How student loans have worked
Up until the recent student loan bill passed, student loans have been privately administered. Private companies administer the loans, but the government backs them up should the students default on the loans. The original theory was that this private system would get students the best personal cash loan. A new student loan bill changed this practice, and the federal government will now administer loans.
Securities backed by student loans
Much like the subprime mortgage securities that very nearly brought down the entire economy, student-loan backed securities are “bundled.” These loans are reorganized into products bought and sold by investors. Since the government backs the loans, they are considered more “safe”. $ 855 million worth of student loan securities will be sold by Citigroup. Bank of America is also going to be selling $ 1.23 billion of student loan backed bonds. Sallie Mae may also sell $ 1.7 billion in bonds.

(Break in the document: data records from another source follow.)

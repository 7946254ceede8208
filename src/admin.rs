//! Admin routes for reading and clearing match history.
//!
//! Served under a configurable prefix and dispatched before endpoint
//! matching, so admin requests are never recorded as mismatches.

use crate::error::MatchstoreError;
use crate::matchstore::Matchstore;
use crate::registry::EndpointRegistry;
use crate::response::json_response;
use bytes::Bytes;
use http_body_util::Full;
use hyper::{Method, Response, StatusCode};
use serde_json::json;
use tracing::{debug, warn};

/// Parsed admin route, relative to the prefix.
#[derive(Debug, PartialEq, Eq)]
enum AdminRoute<'a> {
    /// GET matches/:endpoint_id
    Matches(&'a str),
    /// GET matches/:endpoint_id/count
    MatchesCount(&'a str),
    /// DELETE matches
    DeleteMatches,
    /// GET mismatches
    Mismatches,
    /// GET mismatches/count
    MismatchesCount,
    /// DELETE mismatches
    DeleteMismatches,
    /// GET endpoints
    Endpoints,
}

impl<'a> AdminRoute<'a> {
    fn parse(method: &Method, segments: &[&'a str]) -> Option<Self> {
        match (method, segments) {
            (&Method::GET, ["matches", id]) => Some(AdminRoute::Matches(*id)),
            (&Method::GET, ["matches", id, "count"]) => Some(AdminRoute::MatchesCount(*id)),
            (&Method::DELETE, ["matches"]) => Some(AdminRoute::DeleteMatches),
            (&Method::GET, ["mismatches"]) => Some(AdminRoute::Mismatches),
            (&Method::GET, ["mismatches", "count"]) => Some(AdminRoute::MismatchesCount),
            (&Method::DELETE, ["mismatches"]) => Some(AdminRoute::DeleteMismatches),
            (&Method::GET, ["endpoints"]) => Some(AdminRoute::Endpoints),
            _ => None,
        }
    }
}

/// Path below `prefix`, or `None` if `path` is not an admin path.
fn strip_admin_prefix<'a>(prefix: &str, path: &'a str) -> Option<&'a str> {
    if prefix.is_empty() {
        return None;
    }
    let rest = path.strip_prefix(prefix.trim_end_matches('/'))?;
    if rest.is_empty() || rest.starts_with('/') {
        Some(rest.trim_matches('/'))
    } else {
        None
    }
}

pub fn not_found() -> Response<Full<Bytes>> {
    json_response(
        StatusCode::NOT_FOUND,
        &json!({"error": "not_found", "message": "unknown admin route"}),
    )
}

fn store_error(e: MatchstoreError) -> Response<Full<Bytes>> {
    warn!(error = %e, "Matchstore request failed");
    json_response(
        StatusCode::SERVICE_UNAVAILABLE,
        &json!({"error": "matchstore_unavailable", "message": e.to_string()}),
    )
}

/// Serve `path` if it falls under `prefix`.
///
/// Returns `None` for non-admin paths so the caller can go on to endpoint
/// matching.
pub async fn route(
    prefix: &str,
    method: &Method,
    path: &str,
    store: &dyn Matchstore,
    registry: &EndpointRegistry,
) -> Option<Response<Full<Bytes>>> {
    let rest = strip_admin_prefix(prefix, path)?;
    debug!(method = %method, path = %path, "Admin request");

    let segments: Vec<&str> = if rest.is_empty() {
        Vec::new()
    } else {
        rest.split('/').collect()
    };
    let Some(admin_route) = AdminRoute::parse(method, &segments) else {
        return Some(not_found());
    };

    let response = match admin_route {
        AdminRoute::Matches(id) => match store.get_matches(id).await {
            Ok(matches) => json_response(StatusCode::OK, &matches),
            Err(e) => store_error(e),
        },
        AdminRoute::MatchesCount(id) => match store.get_matches_count(id).await {
            Ok(count) => json_response(StatusCode::OK, &json!({ "count": count })),
            Err(e) => store_error(e),
        },
        AdminRoute::DeleteMatches => match store.delete_matches().await {
            Ok(()) => json_response(StatusCode::OK, &json!({ "deleted": "matches" })),
            Err(e) => store_error(e),
        },
        AdminRoute::Mismatches => match store.get_mismatches().await {
            Ok(mismatches) => json_response(StatusCode::OK, &mismatches),
            Err(e) => store_error(e),
        },
        AdminRoute::MismatchesCount => match store.get_mismatches_count().await {
            Ok(count) => json_response(StatusCode::OK, &json!({ "count": count })),
            Err(e) => store_error(e),
        },
        AdminRoute::DeleteMismatches => match store.delete_mismatches().await {
            Ok(()) => json_response(StatusCode::OK, &json!({ "deleted": "mismatches" })),
            Err(e) => store_error(e),
        },
        AdminRoute::Endpoints => json_response(StatusCode::OK, &registry.endpoint_ids()),
    };
    Some(response)
}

A intelligent financial investment?
Because they are guaranteed loan securities that the government, within the end, backs up, these are considered very safe investments. These student loan bonds will not end up benefiting the taxpayers that take on the risk of the student loan securities. This situation has been partially resolved, but not entirely. The new student loan bill removes private companies from the middleman position. At the very same time, will the federal government continue to sell these securities? If the government agency does, at least the taxpayers will see the benefit.